What is Conjecture's research agenda?

Conjecture is an AI research lab focused on "building Cognitive Emulation - an AI architecture that bounds systems' capabilities and makes them reason in ways that humans can understand and control". Conjecture hopes that this approach will allow for "scalable, auditable, controllable AI systems".

Cognitive Emulation (CoEm)

Conjecture's primary alignment program is "cognitive emulation", i.e., trying to make AI systems that emulate human reasoning.[1] Conjecture calls such systems "CoEms". The most powerful current AI systems generally exhibit opaque and potentially very "alien" reasoning.

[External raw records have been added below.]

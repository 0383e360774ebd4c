mod common;

use common::*;
use envoy_types::pb::envoy::extensions::filters::http::ext_proc::v3::processing_mode::{
    BodySendMode, HeaderSendMode,
};
use envoy_types::pb::envoy::service::ext_proc::v3::{
    processing_response, ProcessingRequest, ProcessingResponse,
};
use grpc_payload_extproc::stream_handler::StreamHandler;
use grpc_payload_extproc::FilterError;
use tokio::sync::mpsc;
use tonic::{Code, Status};

type Outcome = (Result<(), FilterError>, Vec<Result<ProcessingResponse, Status>>);

async fn run(requests: Vec<ProcessingRequest>) -> Outcome {
    let (tx, mut rx) = mpsc::channel(16);
    let inbound = tokio_stream::iter(requests.into_iter().map(Ok));
    let result = StreamHandler::new(rewriter(), tx).run(inbound).await;

    let mut responses = Vec::new();
    while let Some(item) = rx.recv().await {
        responses.push(item);
    }
    (result, responses)
}

fn ok(responses: Vec<Result<ProcessingResponse, Status>>) -> Vec<ProcessingResponse> {
    responses.into_iter().map(|r| r.unwrap()).collect()
}

#[tokio::test]
async fn post_exchange_rewrites_both_directions() {
    let (result, responses) = run(vec![
        request_headers("POST"),
        request_body(&framed("echo.EchoRequest", "name", &["alice"]), true),
        response_headers(),
        response_body(
            &framed("echo.EchoReply", "message", &["hi carol", "hi dan"]),
            true,
        ),
    ])
    .await;
    result.unwrap();
    let responses = ok(responses);
    assert_eq!(responses.len(), 4);

    let headers = &responses[0];
    assert!(matches!(
        headers.response,
        Some(processing_response::Response::RequestHeaders(_))
    ));
    let mode = headers.mode_override.as_ref().unwrap();
    assert_eq!(mode.request_body_mode, BodySendMode::Buffered as i32);
    assert_eq!(mode.response_header_mode, HeaderSendMode::Skip as i32);

    let request = body_mutation(&responses[1]).unwrap();
    let messages = unframe("echo.EchoRequest", &request);
    assert_eq!(messages.len(), 1);
    assert_eq!(messages[0].get_str("name").unwrap(), "bob");
    assert_eq!(
        responses[1].mode_override.as_ref().unwrap().response_header_mode,
        HeaderSendMode::Send as i32
    );

    assert_eq!(
        responses[2].mode_override.as_ref().unwrap().response_body_mode,
        BodySendMode::Buffered as i32
    );

    let reply = body_mutation(&responses[3]).unwrap();
    assert_eq!(reply, framed("echo.EchoReply", "message", &["hi sally"]).to_vec());
}

#[tokio::test]
async fn unmatched_request_is_reported_unchanged() {
    let (result, responses) = run(vec![
        request_headers("POST"),
        request_body(&framed("echo.EchoRequest", "name", &["eve"]), true),
    ])
    .await;
    result.unwrap();
    let responses = ok(responses);

    assert!(matches!(
        responses[1].response,
        Some(processing_response::Response::RequestBody(_))
    ));
    assert_eq!(body_mutation(&responses[1]), None);
}

#[tokio::test]
async fn split_request_body_is_buffered() {
    let whole = framed("echo.EchoRequest", "name", &["alice", "eve"]);
    let (first, second) = whole.split_at(whole.len() / 2);
    let (result, responses) = run(vec![
        request_headers("POST"),
        request_body(first, false),
        request_body(second, true),
    ])
    .await;
    result.unwrap();
    let responses = ok(responses);
    assert_eq!(responses.len(), 3);
    assert_eq!(responses[1], ProcessingResponse::default());

    let names: Vec<String> = unframe("echo.EchoRequest", &body_mutation(&responses[2]).unwrap())
        .iter()
        .map(|m| m.get_str("name").unwrap().into_owned())
        .collect();
    assert_eq!(names, vec!["bob", "eve"]);
}

#[tokio::test]
async fn non_post_exchange_is_never_decoded() {
    // bodies that would not even frame-decode must still pass through
    let (result, responses) = run(vec![
        request_headers("GET"),
        request_body(b"not a framed body", true),
        response_headers(),
        response_body(&framed("echo.EchoReply", "message", &["hi carol"]), true),
    ])
    .await;
    result.unwrap();
    let responses = ok(responses);
    assert_eq!(responses.len(), 4);
    assert_eq!(responses[0], ProcessingResponse::default());
    assert!(responses.iter().all(|r| body_mutation(r).is_none()));
    assert!(matches!(
        responses[3].response,
        Some(processing_response::Response::ResponseBody(_))
    ));
}

#[tokio::test]
async fn out_of_order_events_pass_through() {
    let (result, responses) = run(vec![
        response_body(&framed("echo.EchoReply", "message", &["hi carol"]), true),
        response_headers(),
        request_headers("POST"),
        request_body(&framed("echo.EchoRequest", "name", &["alice"]), true),
    ])
    .await;
    result.unwrap();
    let responses = ok(responses);
    assert_eq!(responses[0], ProcessingResponse::default());
    assert_eq!(responses[1], ProcessingResponse::default());
    assert!(body_mutation(&responses[3]).is_some());
}

#[tokio::test]
async fn malformed_body_closes_stream_with_internal_error() {
    let (result, responses) = run(vec![
        request_headers("POST"),
        request_body(b"40\0truncated", true),
        response_headers(),
    ])
    .await;
    assert!(matches!(result, Err(FilterError::Framing { .. })));

    assert_eq!(responses.len(), 2);
    assert!(responses[0].is_ok());
    let status = responses[1].as_ref().unwrap_err();
    assert_eq!(status.code(), Code::Internal);
}

#[tokio::test]
async fn undecodable_frame_closes_stream() {
    let bad = grpc_payload_extproc::frame::encode(&[grpc_payload_extproc::frame::Frame::new(
        &b"\x0a\x7fshort"[..],
    )]);
    let (result, responses) = run(vec![
        request_headers("POST"),
        request_body(&bad, true),
    ])
    .await;
    assert!(matches!(result, Err(FilterError::Decode { .. })));
    assert_eq!(responses.last().unwrap().as_ref().unwrap_err().code(), Code::Internal);
}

By contrast, a successful CoEm would be "good at chess for the same reasons humans are good at chess".

A CoEm, in the words of Connor Leahy and Gabriel Alfour:

• Is built on understandable, discoverable and implementable ML and computational building blocks.

• Does not have so much Magic[2] inside of it that we cannot even put bounds on its possible consequences and capabilities.

• Can be sufficiently understood and bounded to ensure it does not suddenly dramatically shift its behaviors, properties and capabilities.

• Is well situated in the human(ish) capabilities regime and, when in doubt, will default to human-like failure modes rather than completely unpredictable behaviors.

• Is retargetable enough to be deployed to solve many useful problems and not deviate into dangerous behavior, [as long] as it is used by a careful user.

CoEms, by design, would not be able to achieve far-greater-than-human intelligence. However, Conjecture hopes that CoEms could be used to help find formal solutions to the problem of aligning superintelligent AGI.

Interpretability for large language models

Conjecture has done interpretability research on large language models (LLMs):

Outreach and communication

Conjecture's CEO, Connor Leahy, does public communication about AI safety and alignment, including appearances on podcasts and news programs.


  1. This doesn't mean "simulating" human brains, neurons, etc., but rather emulating the logical structure of human thought. In other words, a CoEm would "reason in the same way" as humans, regardless of structural details of how that reasoning is implemented. ↩︎

  2. "Magic" is a tongue-in-cheek term for computation done by an AI that we don't understand. ↩︎